We are social beings at our core, and this immutable characteristic will ensure the effect of AI will at least be tempered somewhat. An AI cannot replace a human being. It can impersonate them, but it will never be one of us.

Sure, AI will be able to paint a beautiful painting or compose an inspiring concerto, but when we listen to it, we’ll know it was not made by a person. It will most probably be perfect but as AI improves, it will become “too perfect”.

We may end up pushing back against the very perfection that AI promises, relishing the imperfections and blemishes in human-generated art and in humanity as a whole.

Likewise, we may be able to talk to an AI-driven virtual friend, but we’ll know that they are not real. We’ll miss that vital human connection of looking at the face of a real person, warts and all, who sometimes says and does silly, embarrassing or stupid things.

Imperfection in a perfect world might just become something that becomes sought after.

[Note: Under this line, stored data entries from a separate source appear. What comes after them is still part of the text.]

//! Live process events from the Linux netlink proc connector
//!
//! Subscribing requires CAP_NET_ADMIN (in practice: root). The kernel reports
//! fork, exec and exit for every task on the system; threads are filtered out
//! here and everything else is left to the tracker.
//!
//! Fork is reported as a start event without image or command line, because
//! the child still runs its parent's image at that point. The image and the
//! command line arrive with the following exec.
//!
//! `PidMonitor::recv` blocks without a timeout, so a reader thread owns the
//! subscription and hands events over a bounded channel. Polling waits on the
//! channel for at most the configured receive timeout.

use cnproc::{PidEvent, PidMonitor};
use procfs::process::Process;
use shelltrace_core::{
    EventSource, ExecEvent, Pid, ProcessEvent, Result, SourcePoll, StartEvent, StopEvent,
};
use std::collections::HashMap;
use std::io;
use std::mem;
use std::sync::mpsc::{self, Receiver, RecvTimeoutError, SyncSender};
use std::thread;
use std::time::Duration;

/// Events buffered between the reader thread and the monitor
const EVENT_QUEUE_LEN: usize = 1024;

/// Consecutive empty reads before the reader gives up on the socket
const MAX_EMPTY_READS: u32 = 64;

/// Cached names above this count trigger a sweep of dead PIDs
const NAME_CACHE_LIMIT: usize = 4096;

/// Process notification reduced to the fields the tracker needs
#[derive(Debug, Clone, Copy, PartialEq, Eq)]
pub(crate) enum KernelEvent {
    Fork {
        parent_tgid: u32,
        child_pid: u32,
        child_tgid: u32,
    },
    Exec {
        pid: u32,
        tgid: u32,
    },
    Exit {
        pid: u32,
        tgid: u32,
        exit_code: u32,
    },
}

impl KernelEvent {
    fn from_pid_event(event: PidEvent) -> Option<Self> {
        match event {
            PidEvent::Fork {
                child_pid,
                child_tgid,
                parent_tgid,
                ..
            } => Some(KernelEvent::Fork {
                parent_tgid: parent_tgid as u32,
                child_pid: child_pid as u32,
                child_tgid: child_tgid as u32,
            }),
            PidEvent::Exec {
                process_pid,
                process_tgid,
            } => Some(KernelEvent::Exec {
                pid: process_pid as u32,
                tgid: process_tgid as u32,
            }),
            PidEvent::Exit {
                process_pid,
                process_tgid,
                exit_code,
                ..
            } => Some(KernelEvent::Exit {
                pid: process_pid as u32,
                tgid: process_tgid as u32,
                exit_code: exit_code as u32,
            }),
            PidEvent::Coredump { .. } => None,
        }
    }
}

/// Shell style exit status from a kernel wait status
pub(crate) fn exit_status(raw: u32) -> i32 {
    let signal = raw & 0x7f;
    if signal == 0 {
        ((raw >> 8) & 0xff) as i32
    } else {
        128 + signal as i32
    }
}

/// `-c`, `-lc`, `-xc`, ...: a short option cluster that takes a command string
fn is_command_flag(arg: &str) -> bool {
    match arg.strip_prefix('-') {
        Some(flags) => {
            !flags.is_empty()
                && flags.chars().all(|c| c.is_ascii_alphabetic())
                && flags.contains('c')
        }
        None => false,
    }
}

/// Wrap an argument in the quote character that keeps most of it intact
///
/// Double quotes unless the argument contains one, then single quotes. When
/// both kinds occur, the wrapper is the one whose first inner occurrence comes
/// later, since a quoted span always ends at the first matching quote.
fn quote(arg: &str) -> String {
    let wrapper = match (arg.find('"'), arg.find('\'')) {
        (None, _) => '"',
        (Some(_), None) => '\'',
        (Some(double), Some(single)) if double > single => '"',
        _ => '\'',
    };
    format!("{wrapper}{arg}{wrapper}")
}

/// Rebuild a single command line from argv
///
/// The argument after a command option cluster is always quoted so that
/// `bash -c pwd` reads as `bash -c "pwd"`. Other arguments are quoted only
/// when they are empty or contain whitespace or quotes.
pub(crate) fn join_command_line(args: &[String]) -> String {
    let mut after_command_flag = false;
    args.iter()
        .map(|arg| {
            let force = mem::replace(&mut after_command_flag, is_command_flag(arg));
            let needs_quotes = force
                || arg.is_empty()
                || arg.chars().any(|c| c.is_whitespace() || c == '"' || c == '\'');
            if needs_quotes {
                quote(arg)
            } else {
                arg.clone()
            }
        })
        .collect::<Vec<_>>()
        .join(" ")
}

/// Snapshot of a process read from /proc
struct ProcInfo {
    image_file_name: String,
    command_line: String,
    process_name: Option<String>,
}

fn read_proc(pid: Pid) -> ProcInfo {
    let process = match Process::new(pid as i32) {
        Ok(process) => process,
        Err(e) => {
            log::trace!("PID {} vanished before /proc lookup: {}", pid, e);
            return ProcInfo {
                image_file_name: String::new(),
                command_line: String::new(),
                process_name: None,
            };
        }
    };

    ProcInfo {
        image_file_name: process
            .exe()
            .map(|p| p.display().to_string())
            .unwrap_or_default(),
        command_line: process
            .cmdline()
            .map(|args| join_command_line(&args))
            .unwrap_or_default(),
        process_name: read_comm(&process),
    }
}

fn read_comm(process: &Process) -> Option<String> {
    process.stat().ok().map(|stat| stat.comm)
}

fn is_alive(pid: Pid) -> bool {
    Process::new(pid as i32).is_ok()
}

/// Drop cached names of processes that are gone
///
/// Exit notifications can be lost when the kernel overruns the socket buffer,
/// so the cache is swept instead of relying on exits alone.
fn prune_names(names: &mut HashMap<Pid, String>, alive: impl Fn(Pid) -> bool) {
    let before = names.len();
    names.retain(|pid, _| alive(*pid));
    log::debug!(
        "Pruned {} stale process names, {} remain",
        before - names.len(),
        names.len()
    );
}

/// Body of the reader thread
fn forward_events(mut monitor: PidMonitor, tx: SyncSender<KernelEvent>) {
    let mut empty_reads = 0;
    loop {
        match monitor.recv() {
            Some(event) => {
                empty_reads = 0;
                let Some(event) = KernelEvent::from_pid_event(event) else {
                    continue;
                };
                if tx.send(event).is_err() {
                    break; // monitor side is gone
                }
            }
            // acks and failed reads both come back empty
            None => {
                empty_reads += 1;
                if empty_reads >= MAX_EMPTY_READS {
                    log::warn!("Proc connector socket stopped delivering events");
                    break;
                }
            }
        }
    }
    log::debug!("Proc connector reader finished");
}

/// Subscription to the kernel proc connector
///
/// The reader thread releases the subscription once this value is dropped and
/// the next kernel notification finds the channel closed.
pub struct ProcConnectorSource {
    rx: Receiver<KernelEvent>,
    receive_timeout: Duration,
    /// Last known name per PID; exit notifications may outlive /proc entries
    names: HashMap<Pid, String>,
}

impl ProcConnectorSource {
    /// Subscribe to process events and start the reader thread
    pub fn open(receive_timeout: Duration) -> Result<Self> {
        let monitor = PidMonitor::new()?;
        let (tx, rx) = mpsc::sync_channel(EVENT_QUEUE_LEN);

        thread::Builder::new()
            .name("proc-connector".to_string())
            .spawn(move || forward_events(monitor, tx))?;

        log::info!("Subscribed to kernel process events");
        Ok(Self::from_receiver(rx, receive_timeout))
    }

    fn from_receiver(rx: Receiver<KernelEvent>, receive_timeout: Duration) -> Self {
        Self {
            rx,
            receive_timeout,
            names: HashMap::new(),
        }
    }

    fn remember(&mut self, pid: Pid, name: String) {
        if self.names.len() >= NAME_CACHE_LIMIT && !self.names.contains_key(&pid) {
            prune_names(&mut self.names, is_alive);
        }
        self.names.insert(pid, name);
    }

    fn name_of(&self, pid: Pid, fallback: Option<String>) -> String {
        fallback
            .or_else(|| self.names.get(&pid).cloned())
            .unwrap_or_else(|| "<unknown>".to_string())
    }

    fn translate(&mut self, event: KernelEvent) -> Option<ProcessEvent> {
        match event {
            KernelEvent::Fork {
                parent_tgid,
                child_pid,
                child_tgid,
            } => {
                if child_pid != child_tgid {
                    return None; // new thread
                }
                // a fresh child carries its parent's name until it execs
                let process_name = match self.names.get(&parent_tgid) {
                    Some(name) => name.clone(),
                    None => {
                        let comm = Process::new(child_tgid as i32)
                            .ok()
                            .and_then(|p| read_comm(&p));
                        self.name_of(parent_tgid, comm)
                    }
                };
                self.remember(child_tgid, process_name.clone());
                Some(ProcessEvent::Start(StartEvent {
                    pid: child_tgid,
                    parent_pid: parent_tgid,
                    image_file_name: String::new(),
                    command_line: String::new(),
                    process_name,
                }))
            }
            KernelEvent::Exec { pid, tgid } => {
                if pid != tgid {
                    return None;
                }
                let info = read_proc(tgid);
                let process_name = self.name_of(tgid, info.process_name);
                self.remember(tgid, process_name.clone());
                Some(ProcessEvent::Exec(ExecEvent {
                    pid: tgid,
                    image_file_name: info.image_file_name,
                    command_line: info.command_line,
                    process_name,
                }))
            }
            KernelEvent::Exit {
                pid,
                tgid,
                exit_code,
            } => {
                if pid != tgid {
                    return None; // thread exit
                }
                let process_name = match self.names.remove(&tgid) {
                    Some(name) => name,
                    None => self.name_of(tgid, read_proc(tgid).process_name),
                };
                Some(ProcessEvent::Stop(StopEvent {
                    pid: tgid,
                    process_name,
                    exit_status: exit_status(exit_code),
                }))
            }
        }
    }
}

impl EventSource for ProcConnectorSource {
    fn poll(&mut self) -> Result<SourcePoll> {
        let kernel_event = match self.rx.recv_timeout(self.receive_timeout) {
            Ok(event) => event,
            Err(RecvTimeoutError::Timeout) => return Ok(SourcePoll::Idle),
            Err(RecvTimeoutError::Disconnected) => {
                return Err(io::Error::new(
                    io::ErrorKind::BrokenPipe,
                    "proc connector subscription ended unexpectedly",
                )
                .into())
            }
        };

        Ok(match self.translate(kernel_event) {
            Some(event) => SourcePoll::Event(event),
            None => SourcePoll::Idle,
        })
    }
}

impl Drop for ProcConnectorSource {
    fn drop(&mut self) {
        log::info!("Kernel process event subscription closed");
    }
}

Networking: one way to keep us human

In my humble opinion, networking is something that will help ensure that we don’t get swallowed by the AI tidal wave that is coming.

After all, networking is all about connecting with others to build relationships through a genuine sense of caring. It’s about introducing friends to other friends and growing an inter-connected web of relationships with the best of what humanity has to offer at its core.

Perhaps AI will take your job or replace you in some other way. Unfortunate as that is, having a sturdy, resilient network to lean on will allow you to overcome whatever the future has to throw at you.

Your network won’t just be a shoulder to lean on when times are tough, they’ll be a source of advice, opportunities and even more connections.

Even if AI does not interfere with your ability to earn a living, your network is made up of real people and talking face-to-face, or on the phone, will inject some much needed human contact into your working life.

Remember, though, a strong network takes years to build. It’s not something you can whip up when you need it.

So if ever there was a good time to start building your network, it’s now.


Yes, the AI revolution is here and it’s exciting. While its effect on modern society will be nothing short of revolutionary, its inevitable ubiquity may actually make people crave genuine human interaction. Networking could be and antidote to AI domination, an essential resource and a refuge where we can be reminded of our humanity, something that no AI can emulate.